4.4.3 Aboriginal Fund for Species at Risk

The Aboriginal Fund for Species at Risk (AFSAR), established in 2004, helps Indigenous organizations and communities across Canada build capacity to participate in the conservation and recovery of species at risk. The program also helps to protect and recover critical habitat or habitat important for species at risk on or near First Nations reserve land or on land and waters traditionally used by Indigenous peoples.

AFSAR is co-managed by ECCC, DFO, and PCA, with the support of Indigenous and Northern Affairs Canada and the guidance of National Indigenous Organizations. It is administered by ECCC and DFO on a regional basis. Regional Management Teams include representatives from federal, provincial and territorial governments, Indigenous representatives, and various stakeholders.
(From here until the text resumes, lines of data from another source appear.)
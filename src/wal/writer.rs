//! The WAL writer: a cloneable handle in front of a single task that owns
//! the active segment, batches writes, and flushes on a timer or batch-size
//! threshold -- mirrors Thread A's sole ownership of the WAL in the
//! two-thread concurrency model.

use std::collections::VecDeque;
use std::path::PathBuf;
use std::sync::Arc;
use std::time::{Duration, Instant};

use tokio::sync::{mpsc, oneshot, RwLock};

use super::entry::WalRow;
use super::segment::Segment;
use super::WalPaths;
use crate::config::WalConfig;
use crate::error::{Error, Result};
use crate::types::{Gsn, HostId, Lsn};

struct WriteRequest {
    gsn: Gsn,
    origin_host: HostId,
    body: Vec<u8>,
    response: oneshot::Sender<Result<Lsn>>,
}

#[derive(Clone)]
pub struct WalWriter {
    sender: mpsc::Sender<WriteRequest>,
    state: Arc<RwLock<WriterState>>,
}

struct WriterState {
    current_lsn: Lsn,
}

struct WriterInner {
    paths: WalPaths,
    config: WalConfig,
    current_segment: Option<Segment>,
    buffer: VecDeque<(WalRow, oneshot::Sender<Result<Lsn>>)>,
    last_flush: Instant,
    state: Arc<RwLock<WriterState>>,
}

impl WalWriter {
    pub async fn new(data_dir: PathBuf, config: WalConfig) -> Result<Self> {
        let paths = WalPaths::new(data_dir);
        paths.ensure_dirs()?;

        let last_lsn = Self::find_last_lsn(&paths).await?;
        let state = Arc::new(RwLock::new(WriterState {
            current_lsn: last_lsn,
        }));

        let (sender, receiver) = mpsc::channel(10_000);
        let inner = WriterInner {
            paths,
            config,
            current_segment: None,
            buffer: VecDeque::new(),
            last_flush: Instant::now(),
            state: Arc::clone(&state),
        };

        tokio::spawn(Self::writer_task(inner, receiver));

        Ok(Self { sender, state })
    }

    async fn find_last_lsn(paths: &WalPaths) -> Result<Lsn> {
        let segments = super::segment::list_segments(&paths.base_dir)?;
        if let Some(last_path) = segments.last() {
            let mut segment = Segment::open(last_path.clone(), 64, true)?;
            let mut last_lsn = segment.first_lsn();
            for result in segment.iter() {
                if let Ok(row) = result {
                    last_lsn = row.header.lsn;
                }
            }
            Ok(last_lsn)
        } else {
            Ok(0)
        }
    }

    /// Append a row already assigned `gsn` by the coordinator (either the
    /// local leader path, or a replicated body from the leader).
    pub async fn append(&self, gsn: Gsn, origin_host: HostId, body: Vec<u8>) -> Result<Lsn> {
        let (tx, rx) = oneshot::channel();
        self.sender
            .send(WriteRequest {
                gsn,
                origin_host,
                body,
                response: tx,
            })
            .await
            .map_err(|_| Error::Wal("writer task terminated".into()))?;

        rx.await.map_err(|_| Error::Wal("write cancelled".into()))?
    }

    pub async fn current_lsn(&self) -> Lsn {
        self.state.read().await.current_lsn
    }

    pub async fn flush(&self) -> Result<()> {
        // A zero-length body with no gsn is used purely to wake the writer
        // task and force a flush of whatever is already buffered.
        let (tx, rx) = oneshot::channel();
        self.sender
            .send(WriteRequest {
                gsn: 0,
                origin_host: 0,
                body: Vec::new(),
                response: tx,
            })
            .await
            .map_err(|_| Error::Wal("writer task terminated".into()))?;
        rx.await
            .map_err(|_| Error::Wal("flush cancelled".into()))?
            .map(|_| ())
    }

    async fn writer_task(mut inner: WriterInner, mut receiver: mpsc::Receiver<WriteRequest>) {
        let flush_interval = Duration::from_millis(inner.config.flush_interval_ms);
        let batch_size = inner.config.batch_size;

        loop {
            let elapsed = inner.last_flush.elapsed();
            let timeout = flush_interval.saturating_sub(elapsed);

            tokio::select! {
                Some(request) = receiver.recv() => {
                    if request.gsn == 0 && request.body.is_empty() {
                        if let Err(e) = inner.flush_buffer().await {
                            tracing::error!(error = %e, "WAL flush failed");
                        }
                        let _ = request.response.send(Ok(0));
                    } else {
                        let lsn = {
                            let mut state = inner.state.write().await;
                            state.current_lsn += 1;
                            state.current_lsn
                        };
                        let row = WalRow::new(lsn, request.gsn, request.origin_host, request.body);
                        inner.buffer.push_back((row, request.response));

                        if inner.buffer.len() >= batch_size {
                            if let Err(e) = inner.flush_buffer().await {
                                tracing::error!(error = %e, "WAL flush failed");
                            }
                        }
                    }
                }
                _ = tokio::time::sleep(timeout) => {
                    if !inner.buffer.is_empty() {
                        if let Err(e) = inner.flush_buffer().await {
                            tracing::error!(error = %e, "WAL flush failed");
                        }
                    }
                }
            }
        }
    }
}

impl WriterInner {
    async fn flush_buffer(&mut self) -> Result<()> {
        if self.buffer.is_empty() {
            return Ok(());
        }

        self.ensure_segment()?;

        let mut responses = Vec::new();
        while let Some((row, response)) = self.buffer.pop_front() {
            let lsn = row.header.lsn;

            let needs_rotation = {
                let segment = self.current_segment.as_ref().unwrap();
                !segment.has_space(8192)
            };

            if needs_rotation {
                self.current_segment.as_mut().unwrap().seal()?;
                let new_segment = Segment::create(
                    self.paths.segment_path(lsn),
                    lsn,
                    self.config.segment_size_mb,
                    self.config.compression,
                )?;
                self.current_segment = Some(new_segment);
            }

            let segment = self.current_segment.as_mut().unwrap();
            let result = segment.append(&row).map(|_| lsn);
            responses.push((response, result));
        }

        if self.config.fsync {
            if let Some(segment) = self.current_segment.as_ref() {
                segment.sync()?;
            }
        }

        for (response, result) in responses {
            let _ = response.send(result);
        }

        self.last_flush = Instant::now();
        Ok(())
    }

    fn ensure_segment(&mut self) -> Result<()> {
        if self.current_segment.is_none() {
            let segments = super::segment::list_segments(&self.paths.base_dir)?;

            if let Some(last_path) = segments.last() {
                let segment = Segment::open(
                    last_path.clone(),
                    self.config.segment_size_mb,
                    self.config.compression,
                )?;
                if !segment.is_sealed() && segment.has_space(8192) {
                    self.current_segment = Some(segment);
                    return Ok(());
                }
            }

            let next_lsn = futures::executor::block_on(self.state.read()).current_lsn + 1;
            let segment = Segment::create(
                self.paths.segment_path(next_lsn),
                next_lsn,
                self.config.segment_size_mb,
                self.config.compression,
            )?;
            self.current_segment = Some(segment);
        }
        Ok(())
    }
}

#[cfg(test)]
mod tests {
    use super::*;
    use tempfile::tempdir;

    fn test_config() -> WalConfig {
        WalConfig {
            batch_size: 10,
            flush_interval_ms: 50,
            compression: true,
            segment_size_mb: 1,
            retention_hours: 0,
            fsync: false,
        }
    }

    #[tokio::test]
    async fn appends_assign_increasing_lsns() {
        let dir = tempdir().unwrap();
        let writer = WalWriter::new(dir.path().to_path_buf(), test_config())
            .await
            .unwrap();

        let lsn1 = writer.append(1, 0, b"row-a".to_vec()).await.unwrap();
        let lsn2 = writer.append(2, 0, b"row-b".to_vec()).await.unwrap();
        assert_eq!(lsn1, 1);
        assert_eq!(lsn2, 2);
        assert_eq!(writer.current_lsn().await, 2);
    }

    #[tokio::test]
    async fn flush_is_idempotent_on_empty_buffer() {
        let dir = tempdir().unwrap();
        let writer = WalWriter::new(dir.path().to_path_buf(), test_config())
            .await
            .unwrap();
        writer.flush().await.unwrap();
        writer.flush().await.unwrap();
    }
}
These teams provide advice on priorities and project selection for their regions.

The most complete data available for AFSAR at the end of 2017 is for the 2016-2017 fiscal year. Funding under AFSAR is separated into two distinct streams:

  1. the species at risk stream
  2. the prevention stream

The AFSAR Species at Risk Stream focuses on projects addressing the recovery of species at risk listed on Schedule 1 of SARA, targeting results in four main areas:

  • strengthening capacity in Indigenous communities for SARA implementation
  • mitigating threats to species at risk, be they individuals or populations
  • protecting, improving or managing critical and important habitat of species at risk; and
  • documenting and conserving Indigenous traditional knowledge and traditional ecological knowledge on species at risk and, where appropriate, helping ensure their use in the development of recovery objectives

During the 2016–2017 fiscal year the AFSAR species at risk stream:

  • provided $3.3 million to 30 new projects and 37 previously approved multi-year projects
  • leveraged additional funds that exceeded $3.3 million (cash and in kind)
  • involved 55 Indigenous organizations and communities as recipients

These contributions provided support to stewardship efforts across Canada that resulted in the securement and protection of just over 2,770 ha of land, including 60 ha through legally binding means, such as acquisition or conservation easements.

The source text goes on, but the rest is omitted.